CONCERTO: “Ocre” | Filipe Raposo
Teatro Aveirense
22 Jan 2022 | sab | 21:30
Ensaio sobre as clássicas cores vermelho, preto e branco, “Øcre” é o primeiro trabalho de uma trilogia na qual Filipe Raposo se propõe tornar reconhecível todo um universo harmónico que reside na cor, bem como o vasto conjunto de cinestesias daí resultantes. Com a pandemia a determinar o cancelamento ou o adiamento de inúmeros concertos de apresentação do álbum, dar a conhecê-lo ao grande público resultou numa caminhada errante, a qual chegou ao fim na noite do passado sábado num Teatro Aveirense particularmente despido de público. Em palco, a sós com o seu piano, o músico ofereceu aos presentes, sob a forma de trechos inspirados e de rara beleza, um conjunto de reflexões sobre o vermelho e as suas variações, associando-o ao fogo, o princípio de tudo, e ao sangue, a essência da vida. Mas também, recuando mil séculos, ao nascimento da arte.
Na sua mistura de ritmos, géneros e estilos, “No Princípio Era o Fogo” abriu o concerto da melhor forma, propondo a visão de um universo carregado de força vital, de energia criadora, aberto num todo caótico feito de um céu riscado por mil relâmpagos, ventos ciclónicos e rios de magma, com tanto de horrível como de belo. Seguiu-se “Blombos Cave”, um tema que remete para uma caverna situada cerca de 300 km a leste da Cidade do Cabo, na África do Sul, o primeiro lugar identificado pelos arqueólogos onde o óxido de ferro foi misturado com osso queimado e óxidos vegetais para produzir o ocre que depois era guardado em conchas. É um tema cujos trechos iniciais são de um lirismo surpreendente, que nos convidam a espraiar a vista pelo espaço em volta antes de penetrarmos nesta caverna onde homens e mulheres aprendem a domesticar o fogo e se entregam à árdua tarefa de sobreviver.
“Mefistófeles”, a peça seguinte, é um precioso divertimento que remete para a busca da verdade e do conhecimento e nos traz os ambientes clássicos do cinema mudo enquanto nos sussurra ao ouvido: “Sou o espírito que deseja eternamente o mal, mas faz eternamente o bem”.

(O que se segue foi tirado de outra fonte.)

//! # Waveform containers
//!
//! The smallest unit is a [`Trace`]: one channel of evenly sampled amplitudes with its start
//! time and sampling interval. Traces recorded at one station for one event form a [`Bundle`],
//! which carries the station identifier, the tag set describing units and physical quantity,
//! and back-references to station/origin metadata. A [`Dataset`] groups bundles per station and
//! applies a configured [`SignalProcessor`](crate::process::SignalProcessor) to each of them.
//!
//! ## Tags
//!
//! Tags track unit and quantity conversions performed by the processing pipeline. Each axis
//! (units, quantity) holds exactly one tag at a time and is rewritten in place as conversions
//! occur; `type:greens` is a standalone flag marking Green's-function bundles.

use std::fmt;
use std::str::FromStr;
use std::sync::Arc;

use hifitime::{Duration, Epoch};
use itertools::Itertools;

use crate::constants::{GridmtHashMap, Seconds, StationId};
use crate::event::Origin;
use crate::gridmt_errors::GridmtError;
use crate::process::SignalProcessor;
use crate::station::Station;

/// String markers describing the state of a bundle.
#[derive(Debug, Clone, Copy, PartialEq, Eq)]
pub enum Tag {
    /// Amplitudes in centimeters
    UnitsCm,
    /// Amplitudes in meters
    UnitsM,
    /// Velocity time series
    TypeVelocity,
    /// Displacement time series
    TypeDisplacement,
    /// Green's-function bundle (gets padded windows, skips weighting)
    TypeGreens,
}

/// The mutually-exclusive axis a tag belongs to.
#[derive(Debug, Clone, Copy, PartialEq, Eq)]
enum TagAxis {
    Units,
    Quantity,
    Greens,
}

impl Tag {
    fn axis(self) -> TagAxis {
        match self {
            Tag::UnitsCm | Tag::UnitsM => TagAxis::Units,
            Tag::TypeVelocity | Tag::TypeDisplacement => TagAxis::Quantity,
            Tag::TypeGreens => TagAxis::Greens,
        }
    }
}

impl fmt::Display for Tag {
    fn fmt(&self, f: &mut fmt::Formatter<'_>) -> fmt::Result {
        let s = match self {
            Tag::UnitsCm => "units:cm",
            Tag::UnitsM => "units:m",
            Tag::TypeVelocity => "type:velocity",
            Tag::TypeDisplacement => "type:displacement",
            Tag::TypeGreens => "type:greens",
        };
        write!(f, "{s}")
    }
}

impl FromStr for Tag {
    type Err = GridmtError;

    fn from_str(s: &str) -> Result<Self, Self::Err> {
        match s {
            "units:cm" => Ok(Tag::UnitsCm),
            "units:m" => Ok(Tag::UnitsM),
            "type:velocity" => Ok(Tag::TypeVelocity),
            "type:displacement" => Ok(Tag::TypeDisplacement),
            "type:greens" => Ok(Tag::TypeGreens),
            other => Err(GridmtError::UnknownTag(other.to_string())),
        }
    }
}

/// A single-channel waveform: evenly sampled amplitudes plus timing metadata.
#[derive(Debug, Clone)]
pub struct Trace {
    /// Channel code; the last character is the component (Z, R, T, ...)
    pub channel: String,
    /// Absolute time of the first sample
    pub start_time: Epoch,
    /// Sampling interval in seconds
    pub dt: Seconds,
    /// Sampled amplitudes
    pub data: Vec<f64>,
    /// Per-trace weight, set by the weighting stage
    pub weight: Option<f64>,
    /// Optional SAC-style scalar header fields (t5/t6 picks, ...)
    pub sac_headers: Option<GridmtHashMap<String, f64>>,
}

impl Trace {
    pub fn new(channel: &str, start_time: Epoch, dt: Seconds, data: Vec<f64>) -> Self {
        Trace {
            channel: channel.to_string(),
            start_time,
            dt,
            data,
            weight: None,
            sac_headers: None,
        }
    }

    pub fn len(&self) -> usize {
        self.data.len()
    }

    pub fn is_empty(&self) -> bool {
        self.data.is_empty()
    }

    /// Absolute time of the last sample.
    pub fn end_time(&self) -> Epoch {
        let span = self.dt * self.len().saturating_sub(1) as f64;
        self.start_time + Duration::from_seconds(span)
    }

    /// Time spanned by the recorded samples, in seconds.
    pub fn span(&self) -> Seconds {
        self.dt * self.len().saturating_sub(1) as f64
    }

    /// Look up a SAC header field by name.
    pub fn sac_header(&self, name: &str) -> Option<f64> {
        self.sac_headers.as_ref().and_then(|h| h.get(name).copied())
    }

    /// The component letter: last character of the channel code, uppercased.
    pub fn component(&self) -> Option<char> {
        self.channel.chars().last().map(|c| c.to_ascii_uppercase())
    }
}

/// All traces recorded at one station for one event, plus identifying metadata.
#[derive(Debug, Clone)]
pub struct Bundle {
    /// Station identifier (`NET.STA.LOC`), the memoization key of the pipeline caches
    pub id: StationId,
    /// Unit/quantity tags, one per axis
    pub tags: Vec<Tag>,
    /// Member traces, one per channel
    pub traces: Vec<Trace>,
    /// Station metadata back-reference
    pub station: Option<Arc<Station>>,
    /// Origin metadata back-reference
    pub origin: Option<Arc<Origin>>,
}

impl Bundle {
    pub fn new(id: &str, traces: Vec<Trace>) -> Self {
        Bundle {
            id: id.to_string(),
            tags: Vec::new(),
            traces,
            station: None,
            origin: None,
        }
    }

    pub fn with_station(mut self, station: Arc<Station>) -> Self {
        self.station = Some(station);
        self
    }

    pub fn with_origin(mut self, origin: Arc<Origin>) -> Self {
        self.origin = Some(origin);
        self
    }

    pub fn has_tag(&self, tag: Tag) -> bool {
        self.tags.contains(&tag)
    }

    /// Add a tag, displacing any existing tag on the same axis.
    pub fn add_tag(&mut self, tag: Tag) {
        self.tags.retain(|t| t.axis() != tag.axis());
        self.tags.push(tag);
    }

    /// Rewrite `old` into `new` in place. Returns whether `old` was present.
    pub fn replace_tag(&mut self, old: Tag, new: Tag) -> bool {
        match self.tags.iter().position(|t| *t == old) {
            Some(index) => {
                self.tags[index] = new;
                true
            }
            None => false,
        }
    }

    pub fn len(&self) -> usize {
        self.traces.len()
    }

    pub fn is_empty(&self) -> bool {
        self.traces.is_empty()
    }

    pub fn iter(&self) -> std::slice::Iter<'_, Trace> {
        self.traces.iter()
    }

    pub fn iter_mut(&mut self) -> std::slice::IterMut<'_, Trace> {
        self.traces.iter_mut()
    }
}

/// Observed-data bundles for one event, grouped per station.
#[derive(Debug, Clone, Default)]
pub struct Dataset {
    bundles: Vec<Bundle>,
}

impl Dataset {
    pub fn new(bundles: Vec<Bundle>) -> Self {
        Dataset { bundles }
    }

    pub fn push(&mut self, bundle: Bundle) {
        self.bundles.push(bundle);
    }

    pub fn len(&self) -> usize {
        self.bundles.len()
    }

    pub fn is_empty(&self) -> bool {
        self.bundles.is_empty()
    }

    pub fn iter(&self) -> std::slice::Iter<'_, Bundle> {
        self.bundles.iter()
    }

    pub fn iter_mut(&mut self) -> std::slice::IterMut<'_, Bundle> {
        self.bundles.iter_mut()
    }

    /// The bundle recorded at the given station, if any.
    pub fn get(&self, id: &str) -> Option<&Bundle> {
        self.bundles.iter().find(|b| b.id == id)
    }

    /// Distinct station identifiers, in first-appearance order.
    pub fn station_ids(&self) -> Vec<&StationId> {
        self.bundles.iter().map(|b| &b.id).unique().collect()
    }

    /// Add a tag to every bundle (displacing same-axis tags).
    pub fn add_tag(&mut self, tag: Tag) {
        for bundle in &mut self.bundles {
            bundle.add_tag(tag);
        }
    }

    /// Apply a configured processor to every bundle, returning the processed dataset.
    ///
    /// Bundles are deep-copied; the input dataset is left untouched. Pick and window caches
    /// inside the processor persist across bundles, so a later
    /// [`GreensLibrary::map`](crate::greens::GreensLibrary::map) with the same processor reuses
    /// the windows derived here.
    pub fn map(&self, processor: &mut SignalProcessor) -> Result<Dataset, GridmtError> {
        let bundles = self
            .bundles
            .iter()
            .map(|bundle| processor.process(bundle, None, None))
            .collect::<Result<Vec<_>, _>>()?;
        Ok(Dataset::new(bundles))
    }
}

impl<'a> IntoIterator for &'a Dataset {
    type Item = &'a Bundle;
    type IntoIter = std::slice::Iter<'a, Bundle>;

    fn into_iter(self) -> Self::IntoIter {
        self.iter()
    }
}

Entre o sagrado e o profano, “Romances e Litanias” é mais um tema precioso, filiado na tradição popular com origem em Trás-Os-Montes e cujo trecho inicial é do mais belo que jamais um piano me ofereceu. “A Um Deus Desconhecido” desce até sul do Tejo ao encontro de Endovélico, divindade céltica ligada à natureza e às colheitas, mas também às bebidas inebriantes. “Ritos e Encantamentos” cruza-se com Zeca Afonso e “Alegria da Criação” para nos dizer, em acordes feitos poema: “Feiticeira / Mãe de todos nós / Flor da espiga / Maldita para tiranos / Amorosa te louvamos / Tens mais de um milhão de anos / Rapariga”. A música de inspiração popular voltou a mostrar-se por inteiro no delicioso “Ó Meu Bem”, um tema açoriano, e “Uncertainly Lost In Stockholm”, tema que faz a ponte com o álbum “Inquietude” (2015) fechou o alinhamento do concerto. No “encore”, Filipe Raposo recuou ao seu segundo álbum, “A Hundred Silent Ways”, oferecendo-nos a sua versão de “Ó Bento Airoso”, desta forma homenageando a cidade de Aveiro onde esse trabalho nasceu em 2013. Foi a cereja no topo do bolo de uma noite mais que perfeita.